Doctors making mistakes? Of course, an unsettling case, like a patient requiring a second surgery to remove a small instrument a doctor left inside, may appear intermittently in the news. But for the most part, hasn’t the doctors’ can-do-no-wrong status become an implicit aspect of medical culture? Isn’t that why we trust them with our lives? According to Gawande, those days are over.

“People no longer think of doctors as gods. Both doctors and patients feel that. I think patients feel a lot of dread about going to hospitals and doctors nowadays, despite the fact that medicine is more capable than it’s ever been. Doctors feel it at the same time because they often feel accused or not trusted or questioned constantly about skills they’ve spent their lives trying to develop. …

“Now patients want to know what’s going on and feel invested in making decisions. At the same time they’re uncertain about what to make of medicine once they’ve begun to understand that doctors and hospitals and everything that goes along with medicine can be fallible. Writing about what goes on – if nothing else – demystifies it. It takes an unnamed dread and makes it something you can comprehend. But also I think it might be able to help doctors and patients understand each other better. (Also, you get to tell some good stories, so what the hell?),” he says as he takes a sip from a jumbo McDonald’s soda delivered moments earlier during a visit from his wife and three young children.

But Gawande openly confesses that up to five years ago, storytelling was not something he would have imagined doing. He sheepishly speaks of a college fiction-writing professor who told him he was “technically acceptable” but didn’t have much to say. As per her suggestion, he pursued another line of work where he encountered enough difficulties and dilemmas to provide plenty of fodder for his writing.

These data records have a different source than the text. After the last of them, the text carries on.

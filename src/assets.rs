//! Model asset resolution: download-on-first-use with local caching.
//!
//! The landmark model is fetched from its published location the first time a
//! detector is constructed and cached under the user cache directory.
//! Network or checksum failures surface as [`Error::AssetDownload`]; no retry
//! is performed here, retry policy belongs to the caller.

use crate::{Error, Result};
use sha2::{Digest, Sha256};
use std::fs;
use std::path::{Path, PathBuf};

/// Placeholder checksum indicating verification should be skipped.
const PLACEHOLDER_CHECKSUM: &str =
    "0000000000000000000000000000000000000000000000000000000000000000";

/// Model asset metadata.
#[derive(Debug, Clone)]
pub struct ModelInfo {
    /// Model name/identifier
    pub name: &'static str,
    /// Download URL
    pub url: &'static str,
    /// Expected SHA256 hash; all zeros skips verification
    pub sha256: &'static str,
    /// Filename in the models cache directory
    pub filename: &'static str,
}

/// Known model assets.
pub const MODELS: &[ModelInfo] = &[ModelInfo {
    name: "face_mesh",
    url: "https://github.com/head-pose-tracker/models/releases/download/models-v1/face_mesh_468.onnx",
    sha256: "0000000000000000000000000000000000000000000000000000000000000000",
    filename: "face_mesh_468.onnx",
}];

/// Returns the models cache directory.
///
/// Uses `XDG_CACHE_HOME/head-pose-tracker/models` or the platform equivalent.
#[must_use]
pub fn models_dir() -> PathBuf {
    dirs::cache_dir()
        .unwrap_or_else(|| PathBuf::from("."))
        .join("head-pose-tracker")
        .join("models")
}

/// Looks up a model in the known-asset table.
#[must_use]
pub fn find_model(name: &str) -> Option<&'static ModelInfo> {
    MODELS.iter().find(|m| m.name == name)
}

/// Returns the cache path of a known model, whether or not it is downloaded.
#[must_use]
pub fn model_path(name: &str) -> Option<PathBuf> {
    find_model(name).map(|m| models_dir().join(m.filename))
}

/// Checks whether a known model is present in the cache.
#[must_use]
pub fn is_cached(name: &str) -> bool {
    model_path(name).is_some_and(|p| p.exists())
}

/// Ensures a model is available locally, downloading it if absent.
///
/// Returns the path of the cached model file.
///
/// # Errors
///
/// Returns an error if:
/// - The model name is not in the known-asset table
/// - The cache directory cannot be created
/// - The download fails or the checksum does not match
pub fn ensure_model(name: &str) -> Result<PathBuf> {
    let model = find_model(name)
        .ok_or_else(|| Error::AssetDownload(format!("Unknown model asset: {name}")))?;

    let dir = models_dir();
    fs::create_dir_all(&dir)?;

    let path = dir.join(model.filename);
    if path.exists() {
        log::debug!("Model {} already cached at {}", model.name, path.display());
    } else {
        download_model(model, &path)?;
    }

    Ok(path)
}

/// Downloads a model from its URL into the cache.
fn download_model(model: &ModelInfo, path: &Path) -> Result<()> {
    log::info!("Downloading model {} from {}", model.name, model.url);

    let response = reqwest::blocking::get(model.url)
        .map_err(|e| Error::AssetDownload(format!("Failed to download {}: {e}", model.name)))?;

    if !response.status().is_success() {
        return Err(Error::AssetDownload(format!(
            "Download of {} failed with status {}",
            model.name,
            response.status()
        )));
    }

    let bytes = response
        .bytes()
        .map_err(|e| Error::AssetDownload(format!("Failed to read response for {}: {e}", model.name)))?;

    if model.sha256 == PLACEHOLDER_CHECKSUM {
        log::debug!("Skipping checksum verification for {} (placeholder checksum)", model.name);
    } else {
        let mut hasher = Sha256::new();
        hasher.update(&bytes);
        let hash = format!("{:x}", hasher.finalize());

        if hash != model.sha256 {
            return Err(Error::AssetDownload(format!(
                "Checksum mismatch for {}: expected {}, got {}. \
                 Delete {} and re-run to download a fresh copy.",
                model.name,
                model.sha256,
                hash,
                path.display()
            )));
        }
    }

    fs::write(path, &bytes)?;

    log::info!("Downloaded {} ({} bytes)", model.name, bytes.len());
    Ok(())
}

“Over time I found writing became my way of thinking through issues that sometimes had policy dimensions but sometimes just had personal dimensions or moral dimensions in the day-to-day practice of medicine and what I saw when I went about taking care of people and the questions they would ask, the questions that I would ask,” he said.

His career as a writer arose from what he refers to as a “favor.” Early in 1997, a friend was cultivating the now well-known Internet magazine Slate and asked him to contribute an article on medicine. That turned into a nearly regular column: 30 contributions in two years. At the outset, his work was heavily policy-driven. Gawande, who also holds a master of public health degree from the School of Public Health, continues to explore his deep-seated political interests in his writing. Before starting at the Medical School and after studying at Oxford on a Rhodes scholarship, he spent a year and a half working in Washington, D.C., where his then-girlfriend, now wife, lived.

What began as a “low-level advisory job” evolved into a post as a senior health policy adviser in the Clinton administration, a role he served during a leave of absence from medical school. Then, when he was writing for Slate, he got word that a New Yorker editor had been following his work. So he pitched a story and after nine months and seven rewrites, the article was published. Not long after he was signed on as a staff writer.

But being prolific and candid about touchy – if not taboo – issues carries a slight risk. “Talking about our mistakes makes plenty of doctors nervous. It makes me nervous about whether the public will catch on to the measured tone and aim of what I’m trying to do, and not see it simply as an exposé but something that’s trying to be more constructive. But doctors and patients seem to have gotten that and that’s been the most gratifying part for me,” he said.